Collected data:

::::::::

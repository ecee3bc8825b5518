mod connection_tests;
mod repository_tests;
//! Unit tests for token issuance and verification

use chrono::Duration;
use jsonwebtoken::{encode, EncodingKey, Header};

use crate::domain::entities::token::{Claims, TokenKind};
use crate::domain::entities::user::User;
use crate::errors::{DomainError, TokenError};
use crate::services::token::{TokenService, TokenServiceConfig};

fn service() -> TokenService {
    TokenService::new(TokenServiceConfig::default())
}

fn user() -> User {
    User::new("Asha Rai", "asha@example.com", "9876543210", "hash".to_string())
}

fn sign(claims: &Claims, secret: &str) -> String {
    encode(
        &Header::default(),
        claims,
        &EncodingKey::from_secret(secret.as_bytes()),
    )
    .unwrap()
}

#[test]
fn test_issued_access_token_verifies() {
    let service = service();
    let user = user();

    let pair = service.issue_tokens(&user).unwrap();
    let claims = service.verify_access_token(&pair.access_token).unwrap();

    assert_eq!(claims.user_id().unwrap(), user.id);
    assert_eq!(claims.email, "asha@example.com");
    assert_eq!(claims.kind, TokenKind::Access);
    assert_eq!(pair.expires_in, 86400);
    assert_eq!(pair.refresh_expires_in, 7 * 86400);
}

#[test]
fn test_issued_refresh_token_verifies() {
    let service = service();
    let user = user();

    let pair = service.issue_tokens(&user).unwrap();
    let claims = service.verify_refresh_token(&pair.refresh_token).unwrap();

    assert_eq!(claims.user_id().unwrap(), user.id);
    assert_eq!(claims.kind, TokenKind::Refresh);
}

#[test]
fn test_tokens_are_unique_per_issue() {
    let service = service();
    let user = user();

    let first = service.issue_tokens(&user).unwrap();
    let second = service.issue_tokens(&user).unwrap();

    assert_ne!(first.access_token, second.access_token);
    assert_ne!(first.refresh_token, second.refresh_token);
}

#[test]
fn test_refresh_token_rejected_as_access_token() {
    let service = service();
    let pair = service.issue_tokens(&user()).unwrap();

    let result = service.verify_access_token(&pair.refresh_token);
    assert!(matches!(result, Err(DomainError::Token(_))));

    let result = service.verify_refresh_token(&pair.access_token);
    assert!(matches!(result, Err(DomainError::Token(_))));
}

#[test]
fn test_kind_claim_is_checked_even_with_matching_secret() {
    let config = TokenServiceConfig::default();
    let service = TokenService::new(config.clone());
    let claims = Claims::new(
        &user(),
        TokenKind::Refresh,
        Duration::hours(1),
        &config.issuer,
        &config.audience,
    );
    let token = sign(&claims, &config.access_secret);

    let result = service.verify_access_token(&token);
    assert!(matches!(
        result,
        Err(DomainError::Token(TokenError::WrongTokenKind { .. }))
    ));
}

#[test]
fn test_expired_token_rejected() {
    let config = TokenServiceConfig::default();
    let service = TokenService::new(config.clone());
    let mut claims = Claims::new(
        &user(),
        TokenKind::Access,
        Duration::hours(1),
        &config.issuer,
        &config.audience,
    );
    claims.iat -= 7200;
    claims.nbf -= 7200;
    claims.exp -= 7200;
    let token = sign(&claims, &config.access_secret);

    let result = service.verify_access_token(&token);
    assert!(matches!(
        result,
        Err(DomainError::Token(TokenError::TokenExpired))
    ));
}

#[test]
fn test_token_from_short_lived_config_expires() {
    let config = TokenServiceConfig {
        access_token_expiry_seconds: 1,
        ..Default::default()
    };
    let service = TokenService::new(config);
    let pair = service.issue_tokens(&user()).unwrap();

    assert!(service.verify_access_token(&pair.access_token).is_ok());

    std::thread::sleep(std::time::Duration::from_millis(2100));
    let result = service.verify_access_token(&pair.access_token);
    assert!(matches!(
        result,
        Err(DomainError::Token(TokenError::TokenExpired))
    ));
}

#[test]
fn test_foreign_signature_rejected() {
    let config = TokenServiceConfig::default();
    let service = TokenService::new(config.clone());
    let claims = Claims::new(
        &user(),
        TokenKind::Access,
        Duration::hours(1),
        &config.issuer,
        &config.audience,
    );
    let token = sign(&claims, "some-other-secret");

    let result = service.verify_access_token(&token);
    assert!(matches!(
        result,
        Err(DomainError::Token(TokenError::InvalidSignature))
    ));
}

#[test]
fn test_wrong_audience_rejected() {
    let config = TokenServiceConfig::default();
    let service = TokenService::new(config.clone());
    let claims = Claims::new(
        &user(),
        TokenKind::Access,
        Duration::hours(1),
        &config.issuer,
        "another-api",
    );
    let token = sign(&claims, &config.access_secret);

    assert!(service.verify_access_token(&token).is_err());
}

#[test]
fn test_garbage_rejected() {
    let service = service();

    let result = service.verify_access_token("not.a.jwt");
    assert!(matches!(
        result,
        Err(DomainError::Token(TokenError::InvalidTokenFormat))
    ));
    assert!(service.verify_access_token("").is_err());
}
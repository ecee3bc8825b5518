//! Gym booking repository trait.

use async_trait::async_trait;
use uuid::Uuid;

use crate::domain::entities::booking::GymBooking;
use crate::errors::DomainError;

/// Repository trait for gym session bookings
///
/// The payment transaction id is unique across all gym bookings. Storing a
/// second booking with the same id fails with `DomainError::Conflict` on
/// field `transactionId`, which makes client retries safe.
#[async_trait]
pub trait GymBookingRepository: Send + Sync {
    /// Insert a booking
    async fn create(&self, booking: GymBooking) -> Result<GymBooking, DomainError>;

    /// Find the booking paid with the given provider reference
    async fn find_by_transaction_id(
        &self,
        transaction_id: &str,
    ) -> Result<Option<GymBooking>, DomainError>;

    /// All bookings, newest first
    async fn list_all(&self) -> Result<Vec<GymBooking>, DomainError>;

    /// Bookings owned by one user, newest first
    async fn list_by_user(&self, user_id: Uuid) -> Result<Vec<GymBooking>, DomainError>;
}
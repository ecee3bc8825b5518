//! Configuration for the token service

use gym_shared::config::JwtConfig;

use crate::domain::entities::token::{
    ACCESS_TOKEN_EXPIRY_SECONDS, JWT_AUDIENCE, JWT_ISSUER, REFRESH_TOKEN_EXPIRY_DAYS,
};

/// Configuration for the token service
#[derive(Debug, Clone)]
pub struct TokenServiceConfig {
    /// Secret for signing access tokens
    pub access_secret: String,
    /// Secret for signing refresh tokens
    pub refresh_secret: String,
    /// Access token lifetime in seconds
    pub access_token_expiry_seconds: i64,
    /// Refresh token lifetime in seconds
    pub refresh_token_expiry_seconds: i64,
    pub issuer: String,
    pub audience: String,
}

impl Default for TokenServiceConfig {
    fn default() -> Self {
        Self {
            access_secret: "development-access-secret-change-in-production".to_string(),
            refresh_secret: "development-refresh-secret-change-in-production".to_string(),
            access_token_expiry_seconds: ACCESS_TOKEN_EXPIRY_SECONDS,
            refresh_token_expiry_seconds: REFRESH_TOKEN_EXPIRY_DAYS * 86400,
            issuer: JWT_ISSUER.to_string(),
            audience: JWT_AUDIENCE.to_string(),
        }
    }
}

impl From<&JwtConfig> for TokenServiceConfig {
    fn from(jwt: &JwtConfig) -> Self {
        Self {
            access_secret: jwt.secret.clone(),
            refresh_secret: jwt.refresh_secret.clone(),
            access_token_expiry_seconds: jwt.access_token_expiry,
            refresh_token_expiry_seconds: jwt.refresh_token_expiry,
            issuer: jwt.issuer.clone(),
            audience: jwt.audience.clone(),
        }
    }
}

::::::::

__What is required__: Write out exactly the lines above between the line with "async fn create(&self, booking: GymBooking)" and the line with "user, newest first", inclusive, and nothing beyond them.

__Answer for this exercise__:
    async fn create(&self, booking: GymBooking) -> Result<GymBooking, DomainError>;

    /// Find the booking paid with the given provider reference
    async fn find_by_transaction_id(
        &self,
        transaction_id: &str,
    ) -> Result<Option<GymBooking>, DomainError>;

    /// All bookings, newest first
    async fn list_all(&self) -> Result<Vec<GymBooking>, DomainError>;

    /// Bookings owned by one user, newest first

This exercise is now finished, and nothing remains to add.